ABSTRACTThe ability to modulate gene expression in response to changes in the host environment is essential for survival of the kinetoplastid parasite Leishmania. Unlike most eukaryotes, gene expression in kinetoplastids is predominately regulated post-transcriptionally. Consequently, RNA-binding proteins (RBPs) and mRNA-encoded sequence elements serve as primary determinants of gene regulation in these organisms; however, few have been ascribed roles in specific stress-response pathways. Leishmania lack the capacity for de novo purine synthesis and must scavenge these essential nutrients from the host. Leishmania have evolved a robust stress response to withstand sustained periods of purine scarcity during their lifecycle. The purine nucleobase transporter, LdNT3, is among the most substantially upregulated proteins in purine-starved L. donovani. Here we report that the post-translational stability of the LdNT3 protein is unchanged in response to purine starvation.

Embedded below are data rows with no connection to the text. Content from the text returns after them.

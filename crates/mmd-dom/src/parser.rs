//! Tolerant HTML parser built on `quick-xml`.

#![allow(clippy::unused_self)] // Unit struct methods have &self for API consistency

use std::collections::VecDeque;

use html_escape::decode_html_entities;
use quick_xml::events::{BytesStart, Event};
use quick_xml::reader::Reader;

use crate::document::Document;
use crate::error::ParseError;
use crate::node::{Element, Node, RAW_TEXT_ELEMENTS, is_void_tag};

/// Parse rendered HTML pages into a [`Document`].
///
/// Tag and attribute names are lowercased. End tags that close an open
/// ancestor implicitly close everything opened after it; end tags with no
/// open counterpart are dropped. Elements still open at the end of input are
/// closed.
pub struct HtmlParser;

impl HtmlParser {
    #[must_use]
    pub fn new() -> Self {
        Self
    }

    /// Parse `html` into a document.
    ///
    /// # Errors
    ///
    /// Returns an error if the markup cannot be tokenized at all (for example
    /// an unterminated comment).
    pub fn parse(&self, html: &str) -> Result<Document, ParseError> {
        let (markup, mut raw_bodies) = split_raw_text(html);
        let markup = normalize_markup(&markup);
        let mut reader = Reader::from_str(&markup);
        let config = reader.config_mut();
        config.trim_text(false);
        config.check_end_names = false;
        config.allow_unmatched_ends = true;
        config.allow_dangling_amp = true;

        let mut tree = TreeBuilder::default();

        loop {
            match reader.read_event()? {
                Event::Start(e) => {
                    let mut element = self.decode_element(&reader, &e);
                    if element.is_void() {
                        tree.append(Node::Element(element));
                    } else {
                        if element.is_raw_text()
                            && let Some(body) = raw_bodies.pop_front()
                            && !body.is_empty()
                        {
                            element.children.push(Node::Text(body));
                        }
                        tree.open(element);
                    }
                }
                Event::Empty(e) => {
                    let element = self.decode_element(&reader, &e);
                    tree.append(Node::Element(element));
                }
                Event::End(e) => {
                    let tag = self.decode_name(&reader, e.name().as_ref());
                    if !is_void_tag(&tag) {
                        tree.close(&tag);
                    }
                }
                Event::Text(e) => {
                    let text = reader.decoder().decode(&e)?;
                    tree.append(Node::Text(decode_html_entities(&text).into_owned()));
                }
                Event::GeneralRef(e) => {
                    let name = reader.decoder().decode(&e)?;
                    let reference = format!("&{name};");
                    tree.append(Node::Text(decode_html_entities(&reference).into_owned()));
                }
                Event::CData(e) => {
                    tree.append(Node::Text(String::from_utf8_lossy(&e).into_owned()));
                }
                Event::Comment(e) => {
                    let body = reader.decoder().decode(&e)?.into_owned();
                    tree.append(Node::Comment(body));
                }
                Event::DocType(e) => {
                    let body = reader.decoder().decode(&e)?;
                    tree.append(Node::Doctype(body.trim().to_owned()));
                }
                Event::Eof => break,
                Event::Decl(_) | Event::PI(_) => {}
            }
        }

        Ok(tree.finish())
    }

    fn decode_element<R>(&self, reader: &Reader<R>, e: &BytesStart) -> Element {
        Element {
            tag: self.decode_name(reader, e.name().as_ref()),
            attrs: self.decode_attrs(reader, e),
            children: Vec::new(),
        }
    }

    fn decode_name<R>(&self, reader: &Reader<R>, name: &[u8]) -> String {
        let name = reader
            .decoder()
            .decode(name)
            .unwrap_or_else(|_| String::from_utf8_lossy(name));
        name.to_ascii_lowercase()
    }

    fn decode_attrs<R>(&self, reader: &Reader<R>, e: &BytesStart) -> Vec<(String, String)> {
        let mut attrs: Vec<(String, String)> = Vec::new();
        for attr in e.html_attributes().flatten() {
            let key = self.decode_name(reader, attr.key.as_ref());
            if attrs.iter().any(|(existing, _)| *existing == key) {
                // First occurrence wins, as in browsers
                continue;
            }
            let raw = reader
                .decoder()
                .decode(&attr.value)
                .unwrap_or_else(|_| String::from_utf8_lossy(&attr.value));
            let value = decode_html_entities(&raw).into_owned();
            attrs.push((key, value));
        }
        attrs
    }
}

impl Default for HtmlParser {
    fn default() -> Self {
        Self::new()
    }
}

/// Builds the tree from a flat event stream using a stack of open elements.
#[derive(Default)]
struct TreeBuilder {
    root: Vec<Node>,
    open: Vec<Element>,
}

impl TreeBuilder {
    /// Append a node to the innermost open element, merging adjacent text.
    fn append(&mut self, node: Node) {
        let children = match self.open.last_mut() {
            Some(parent) => &mut parent.children,
            None => &mut self.root,
        };
        if let (Node::Text(text), Some(Node::Text(previous))) = (&node, children.last_mut()) {
            previous.push_str(text);
            return;
        }
        children.push(node);
    }

    fn open(&mut self, element: Element) {
        self.open.push(element);
    }

    /// Close the innermost open element named `tag` and everything inside it.
    fn close(&mut self, tag: &str) {
        if let Some(pos) = self.open.iter().rposition(|element| element.tag == tag) {
            self.close_from(pos);
        }
    }

    fn close_from(&mut self, pos: usize) {
        let mut closed = self.open.split_off(pos);
        while let Some(element) = closed.pop() {
            match closed.last_mut() {
                Some(parent) => parent.children.push(Node::Element(element)),
                None => self.append(Node::Element(element)),
            }
        }
    }

    fn finish(mut self) -> Document {
        self.close_from(0);
        Document::new(self.root)
    }
}

/// Cut the bodies of `script` and `style` elements out of `html`.
///
/// Their content is not markup and must not be tokenized or entity-decoded.
/// Returns the remaining markup and the bodies in document order; the parser
/// reattaches them as it meets each raw-text start tag. Comments are skipped
/// so a commented-out `<script>` does not consume a body.
fn split_raw_text(html: &str) -> (String, VecDeque<String>) {
    let lower = html.to_ascii_lowercase();
    let mut markup = String::with_capacity(html.len());
    let mut bodies = VecDeque::new();
    let mut pos = 0;

    while let Some(offset) = lower[pos..].find('<') {
        let start = pos + offset;
        let rest = &lower[start..];

        if rest.starts_with("<!--") {
            let end = rest.find("-->").map_or(lower.len(), |i| start + i + 3);
            markup.push_str(&html[pos..end]);
            pos = end;
            continue;
        }

        let Some(tag) = RAW_TEXT_ELEMENTS.iter().find(|tag| opens_tag(rest, tag)) else {
            markup.push_str(&html[pos..=start]);
            pos = start + 1;
            continue;
        };
        let Some(open_end) = rest.find('>').map(|i| start + i + 1) else {
            break;
        };
        markup.push_str(&html[pos..open_end]);
        pos = open_end;
        if lower[..open_end].ends_with("/>") {
            continue;
        }

        let close = format!("</{tag}");
        let body_end = lower[open_end..]
            .find(&close)
            .map_or(lower.len(), |i| open_end + i);
        bodies.push_back(html[open_end..body_end].to_owned());
        pos = body_end;
    }

    markup.push_str(&html[pos..]);
    (markup, bodies)
}

/// Whether lowercased `rest` starts with an opening tag named `tag`.
fn opens_tag(rest: &str, tag: &str) -> bool {
    rest.strip_prefix('<')
        .and_then(|r| r.strip_prefix(tag))
        .is_some_and(|r| r.starts_with(|c: char| c.is_ascii_whitespace() || c == '>' || c == '/'))
}

/// Rewrite tag syntax that HTML allows but the XML tokenizer rejects.
///
/// Every attribute value is written double-quoted, so unquoted and
/// single-quoted values survive. A `<` that does not open a well-formed tag,
/// end tag, comment or declaration is text and becomes `&lt;`; this covers a
/// stray `a < b`, a tag that never closes, and diagram text like `x<y"`.
fn normalize_markup(markup: &str) -> String {
    let mut out = String::with_capacity(markup.len());
    let mut pos = 0;

    while let Some(offset) = markup[pos..].find('<') {
        let start = pos + offset;
        out.push_str(&markup[pos..start]);
        let rest = &markup[start..];

        let consumed = if rest.starts_with("<!--") {
            Some(copy_through(rest, "-->", &mut out))
        } else if rest.starts_with("<![CDATA[") {
            Some(copy_through(rest, "]]>", &mut out))
        } else if rest.starts_with("<!") || rest.starts_with("<?") {
            Some(copy_through(rest, ">", &mut out))
        } else {
            rewrite_tag(rest).map(|(tag, len)| {
                out.push_str(&tag);
                len
            })
        };

        match consumed {
            Some(len) => pos = start + len,
            None => {
                out.push_str("&lt;");
                pos = start + 1;
            }
        }
    }

    out.push_str(&markup[pos..]);
    out
}

/// Copy `rest` up to and including `terminator`, or all of it when the
/// terminator is missing (the tokenizer then reports the construct).
fn copy_through(rest: &str, terminator: &str, out: &mut String) -> usize {
    let len = rest
        .find(terminator)
        .map_or(rest.len(), |i| i + terminator.len());
    out.push_str(&rest[..len]);
    len
}

/// Rewrite the tag at the start of `rest` into canonical form.
///
/// Returns the rewritten tag and the number of bytes it consumed, or `None`
/// if `rest` does not start with a complete tag.
fn rewrite_tag(rest: &str) -> Option<(String, usize)> {
    let bytes = rest.as_bytes();
    let closing = bytes.get(1) == Some(&b'/');
    let name_start = if closing { 2 } else { 1 };
    if !bytes.get(name_start).is_some_and(u8::is_ascii_alphabetic) {
        return None;
    }
    let mut i = name_start;
    while bytes.get(i).is_some_and(|&b| is_name_byte(b)) {
        i += 1;
    }
    let name = &rest[name_start..i];
    if !bytes
        .get(i)
        .is_some_and(|&b| b.is_ascii_whitespace() || b == b'/' || b == b'>')
    {
        return None;
    }

    if closing {
        // Anything between the name and `>` is dropped, as browsers do
        let end = i + rest[i..].find('>')?;
        return Some((format!("</{name}>"), end + 1));
    }

    let mut tag = format!("<{name}");
    loop {
        while bytes.get(i).is_some_and(u8::is_ascii_whitespace) {
            i += 1;
        }
        match *bytes.get(i)? {
            b'>' => {
                tag.push('>');
                return Some((tag, i + 1));
            }
            b'/' if bytes.get(i + 1) == Some(&b'>') => {
                tag.push_str("/>");
                return Some((tag, i + 2));
            }
            b'/' | b'=' => {
                i += 1;
                continue;
            }
            _ => {}
        }

        let attr_start = i;
        while bytes
            .get(i)
            .is_some_and(|&b| !b.is_ascii_whitespace() && !matches!(b, b'=' | b'>' | b'/'))
        {
            i += 1;
        }
        let attr = &rest[attr_start..i];

        let mut j = i;
        while bytes.get(j).is_some_and(u8::is_ascii_whitespace) {
            j += 1;
        }
        let value = if bytes.get(j) == Some(&b'=') {
            j += 1;
            while bytes.get(j).is_some_and(u8::is_ascii_whitespace) {
                j += 1;
            }
            let value = match *bytes.get(j)? {
                quote @ (b'"' | b'\'') => {
                    let len = rest[j + 1..].find(char::from(quote))?;
                    let value = &rest[j + 1..j + 1 + len];
                    i = j + len + 2;
                    value
                }
                _ => {
                    let value_start = j;
                    while bytes
                        .get(j)
                        .is_some_and(|&b| !b.is_ascii_whitespace() && b != b'>')
                    {
                        j += 1;
                    }
                    i = j;
                    &rest[value_start..j]
                }
            };
            Some(value)
        } else {
            None
        };

        // Quotes in a name would reopen a quoted run inside the tag
        if attr.contains(['"', '\'', '<']) {
            continue;
        }
        tag.push(' ');
        tag.push_str(attr);
        if let Some(value) = value {
            tag.push_str("=\"");
            tag.push_str(&value.replace('"', "&quot;").replace('<', "&lt;"));
            tag.push('"');
        }
    }
}

fn is_name_byte(b: u8) -> bool {
    b.is_ascii_alphanumeric() || matches!(b, b'-' | b'_' | b':' | b'.')
}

Instead, LdNT3 upregulation is primarily mediated by a 33 nucleotide (nt) sequence in the LdNT3 mRNA 3’-untranslated region that is predicted to adopt a stem-loop structure. While this sequence is highly conserved within the mRNAs of orthologous transporters in multiple kinetoplastid species, putative stem-loops from L. donovani and Trypanosoma brucei nucleobase transporter mRNAs are not functionally interchangeable for purine-responsive regulation. Through mutational analysis of the element, we demonstrate that species specificity is attributable to just three variant bases within the predicted loop. Finally, we provide evidence that the abundance of the trans-acting factor that binds the LdNT3 stem-loop in vivo is substantially higher than required for regulation of LdNT3 alone, implying a potential role in regulating other purine-responsive genes.